Cela explique, du moins en partie, l’absence de réaction du CCG face au génocide en cours (ils essaient maintenant de faire amende honorable). Et cela est parallèle à leur non-réaction au génocide, au viol et au pillage méthodiques et au ralenti des Irakiens, des Syriens, des Afghans, des Libyens, des Yéménites, des Soudanais et des Somaliens par l’Hégémon au fil du temps.

Il est absolument impossible – et inhumain – de couvrir un génocide. Le verdict n’a pas encore été rendu quant à savoir si le CCG a choisi un camp, se séparant ainsi complètement, spirituellement et géopolitiquement, de la rue arabe au sens large.

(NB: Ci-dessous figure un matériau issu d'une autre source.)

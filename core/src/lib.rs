//! Table declarations and SQL artifact compilation.
//!
//! This crate turns a declared table shape into the SQL statements used to
//! create, drop, and access it:
//!
//! - [`TableDeclaration`]: table name, columns with representative
//!   default values, and a [`ConstraintSet`] (primary key, foreign keys,
//!   enumeration checks, JSON columns, grouped columns, default ordering).
//! - [`resolve_column`]: maps a default value to a [`SqlType`], a
//!   `DEFAULT` literal, and an optional placeholder comment.
//! - [`expand_column`]: flattens grouped columns into `{prefix}_{field}`
//!   physical columns.
//! - [`compile_create`] / [`compile_drop`]: DDL.
//! - [`compile_insert`], [`compile_select_all`], [`compile_select_by_key`],
//!   [`compile_update`], [`compile_delete`]: parameterized DML.
//! - [`compile_table`]: all of the above from one validated declaration.
//!
//! Validation ([`validate_declaration`]) reports unknown constraint
//! columns, duplicate flattened columns, and composite keys before any SQL
//! is produced.
//!
//! # Example
//!
//! ```
//! use sqlforge_core::*;
//!
//! let widget = TableDeclaration::new("WIDGET")
//!     .column("id", "")
//!     .column("label", "")
//!     .column("active", true)
//!     .primary_key(PrimaryKey::new("id"));
//!
//! let compiled = compile_table(&widget).unwrap();
//! assert_eq!(compiled.columns, vec!["id", "label", "active"]);
//! assert_eq!(
//!     compiled.artifact(Verb::Insert).unwrap().sql,
//!     "INSERT INTO WIDGET (id, label, active) VALUES (?, ?, ?);"
//! );
//! ```

mod artifact;
mod compile;
mod ddl;
mod dml;
mod error;
mod expand;
mod resolve;
mod template;
mod types;
mod validate;

pub use artifact::{CompiledArtifact, CompiledTable, Verb, artifact_name, parse_artifact_name};
pub use compile::compile_table;
pub use ddl::{compile_create, compile_drop, resolve_columns};
pub use dml::{
    compile_delete, compile_insert, compile_select_all, compile_select_by_key, compile_update,
};
pub use error::{CompileError, Result, TemplateError};
pub use expand::expand_column;
pub use resolve::{
    PLACEHOLDER_MARKERS, ResolvedColumn, infer_type, placeholder_kind, quote, render_literal,
    resolve_column,
};
pub use template::select_columns;
pub use types::*;
pub use validate::{ValidationError, is_identifier, is_reserved_word, validate_declaration};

Ce génocide pourrait être le moment décisif du jeune XXIe siècle – réalignant l’ensemble du Sud mondial/Majorité mondiale et clarifiant qui est du bon côté de l’Histoire. Quoi qu’il fasse ensuite, l’Hégémon semble destiné à perdre totalement le Moyen-Orient, le Heartland, l’Eurasie élargie et le Sud mondial/Majorité mondiale.

Le retour de bâton a des effets mystérieux : alors que le «porte-avions» du Moyen-Orient est devenu complètement fou, le partenariat stratégique entre la Russie et la Chine n’en a été que plus dynamique et a permis de faire avancer l’Histoire sur la voie du siècle de l’Eurasie.